穴井、組み際に狙いすました体落で一本勝ち。14秒。作戦勝ちの穴井に石井は柔道をさせてもらえず。

 

垣田恭兵△(内股)○原沢久喜

しぶとく勝ち上がってきた垣田がここでも本領発揮。垣田は背負投で攻め、原沢に「指導」。さらに垣田、原沢の内股を透かし「技あり」。終盤、疲れの見えてきた垣田を原沢は渾身の内股で跳ね上げ「一本」5分2秒。

81㎏級の垣田、初出場で3位入賞の健闘。

 

【決勝】

穴井隆将○(指導2)△原沢久喜

「最後の舞台」を楽しむかのように、時折笑みさえ見せる穴井。
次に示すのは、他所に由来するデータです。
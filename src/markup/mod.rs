//! Raster markup drawn over the viewed drawing.
//!
//! The markup layer is a tiny-skia pixmap sized `base * zoom`. Gestures are
//! recorded as raster snapshots for undo/redo, and the finished markup can be
//! merged with the drawing and exported as PNG.

mod engine;
mod export;
mod history;
mod surface;
mod text;
mod tool;

pub use engine::MarkupEngine;
pub use export::{
    MarkupExport, encode_png, export_file_name, export_png, merge_with_markup, save_export,
};
pub(crate) use export::{draw_scaled, image_to_pixmap, pixmap_to_image};
pub use history::SnapshotHistory;
pub use surface::{MarkupSurface, Snapshot, StrokeStyle, surface_dimensions};
pub use text::{draw_text, load_font};
pub use tool::{MarkupTool, Rgb};
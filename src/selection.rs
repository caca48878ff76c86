//! Multi-select and visibility state over navigation node ids.
//!
//! Selection order matters: the first selected node is the *primary* node
//! that drives the base image and the context panel. Both sets are kept as
//! insertion-ordered lists so that rule never depends on hash ordering.

use crate::model::NodeId;

/// Selected and visible node ids.
#[derive(Debug, Clone, Default, PartialEq, Eq)]
pub struct SelectionState {
    selected: Vec<NodeId>,
    visible: Vec<NodeId>,
}

impl SelectionState {
    /// Create an empty selection.
    pub fn new() -> Self {
        Self::default()
    }

    /// Create a selection holding a single visible node.
    pub fn with_initial(id: impl Into<NodeId>) -> Self {
        let mut state = Self::new();
        state.select(id, false);
        state
    }

    /// Select a node.
    ///
    /// A non-additive select replaces both sets with `{id}`. An additive
    /// select toggles `id`: it is removed from both sets when already
    /// selected, otherwise appended to both.
    pub fn select(&mut self, id: impl Into<NodeId>, additive: bool) {
        let id = id.into();
        if !additive {
            log::debug!("Select '{}'", id);
            self.selected = vec![id.clone()];
            self.visible = vec![id];
            return;
        }

        if self.is_selected(&id) {
            log::debug!("Deselect '{}'", id);
            self.selected.retain(|s| *s != id);
            self.visible.retain(|v| *v != id);
        } else {
            log::debug!("Add '{}' to selection", id);
            self.selected.push(id.clone());
            if !self.is_visible(&id) {
                self.visible.push(id);
            }
        }
    }

    /// Flip visibility of a node without changing the selection.
    pub fn toggle_visibility(&mut self, id: &str) {
        if self.is_visible(id) {
            self.visible.retain(|v| v != id);
        } else {
            self.visible.push(id.to_string());
        }
        log::trace!("Visibility of '{}' is now {}", id, self.is_visible(id));
    }

    /// The first selected node.
    pub fn primary(&self) -> Option<&str> {
        self.selected.first().map(String::as_str)
    }

    /// Selected ids in selection order.
    pub fn selected(&self) -> &[NodeId] {
        &self.selected
    }

    /// Visible ids in the order they became visible.
    pub fn visible(&self) -> &[NodeId] {
        &self.visible
    }

    /// Whether a node is selected.
    pub fn is_selected(&self, id: &str) -> bool {
        self.selected.iter().any(|s| s == id)
    }

    /// Whether a node is visible.
    pub fn is_visible(&self, id: &str) -> bool {
        self.visible.iter().any(|v| v == id)
    }

    /// Number of selected nodes.
    pub fn len(&self) -> usize {
        self.selected.len()
    }

    /// Whether nothing is selected.
    pub fn is_empty(&self) -> bool {
        self.selected.is_empty()
    }

    /// Clear both sets.
    pub fn clear(&mut self) {
        self.selected.clear();
        self.visible.clear();
    }
}
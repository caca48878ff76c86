//! Shared metadata documents for parser tests.

use crate::model::ParsedDrawingData;
use crate::parse::parse_metadata_json;

/// Single drawing with one region holding one revision.
pub const MINIMAL: &str = r#"{
    "project": {"name": "Test", "unit": "px"},
    "disciplines": [{"name": "건축"}],
    "drawings": {
        "00": {
            "id": "00",
            "name": "전체 배치도",
            "image": "00_site.png",
            "parent": null,
            "position": null,
            "disciplines": {
                "건축": {
                    "regions": {
                        "A": {
                            "polygon": {"vertices": [[0, 0], [10, 0], [10, 10]]},
                            "revisions": [
                                {
                                    "version": "REV1",
                                    "image": "00_arch_a_rev1.png",
                                    "date": "2024-01-01",
                                    "description": "Initial",
                                    "changes": []
                                }
                            ]
                        }
                    }
                }
            }
        }
    }
}"#;

/// Two-level hierarchy covering every discipline shape.
///
/// Drawing `02` is listed before its parent `01`.
pub const FULL: &str = r#"{
    "project": {"name": "Campus", "unit": "px"},
    "disciplines": [{"name": "건축"}, {"name": "구조"}, {"name": "소방"}],
    "drawings": {
        "00": {
            "id": "00",
            "name": "Site",
            "image": "site.png",
            "parent": null,
            "position": null
        },
        "02": {
            "id": "02",
            "name": "Floor 1",
            "image": "floor1.png",
            "parent": "01",
            "position": {
                "vertices": [[0, 0], [5, 0], [5, 5]],
                "imageTransform": {"x": 1, "y": 2, "scale": 0.5, "rotation": 0}
            },
            "disciplines": {
                "구조": {
                    "image": "floor1_struct.png",
                    "imageTransform": {"x": 0, "y": 0, "scale": 1, "rotation": 0, "relativeTo": "floor1.png"},
                    "revisions": [
                        {"version": "REV1", "image": "s1.png", "date": "2024-01-01", "description": "", "changes": []},
                        {"version": "REV2A", "image": "s2.png", "date": "2024-02-01", "description": "", "changes": ["beam"]}
                    ]
                },
                "소방": {"polygon": {"vertices": [[1, 1], [2, 2], [3, 1]]}},
                "조경": null
            }
        },
        "01": {
            "id": "01",
            "name": "Building A",
            "image": "building_a.png",
            "parent": "00",
            "position": null,
            "disciplines": {
                "건축": {
                    "regions": {
                        "A": {
                            "polygon": {},
                            "revisions": [
                                {"version": "REV1", "image": "a1.png", "date": "2024-01-01", "description": "", "changes": []},
                                {"version": "REV2", "image": "a2.png", "date": "2024-03-01", "description": "", "changes": []}
                            ]
                        },
                        "B": {
                            "polygon": {},
                            "revisions": [
                                {"version": "REV1", "image": "b1.png", "date": "2024-01-01", "description": "", "changes": []}
                            ]
                        }
                    }
                }
            }
        }
    }
}"#;

pub fn parse(json: &str) -> ParsedDrawingData {
    parse_metadata_json(json).expect("fixture parses")
}

/// Count revision objects directly in a JSON document.
pub fn count_source_revisions(json: &str) -> usize {
    let value: serde_json::Value = serde_json::from_str(json).unwrap();
    let mut count = 0;
    for drawing in value["drawings"].as_object().unwrap().values() {
        let Some(disciplines) = drawing.get("disciplines").and_then(|d| d.as_object()) else {
            continue;
        };
        for discipline in disciplines.values() {
            if let Some(regions) = discipline.get("regions").and_then(|r| r.as_object()) {
                for region in regions.values() {
                    count += region["revisions"].as_array().map_or(0, Vec::len);
                }
            } else if let Some(list) = discipline.get("revisions").and_then(|r| r.as_array()) {
                count += list.len();
            }
        }
    }
    count
}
初出場初優勝を狙って気負う原沢。原沢の払腰を受ける穴井に「指導」が与えられるが、落ち着き払った穴井は組み手を制し前へ出る。原沢は得意の内股をすかされてからは攻めにも迫力を欠き、「指導」が重なる。終始、組み手で圧倒した穴井に原沢はなすすべもなく、ブザーが鳴った。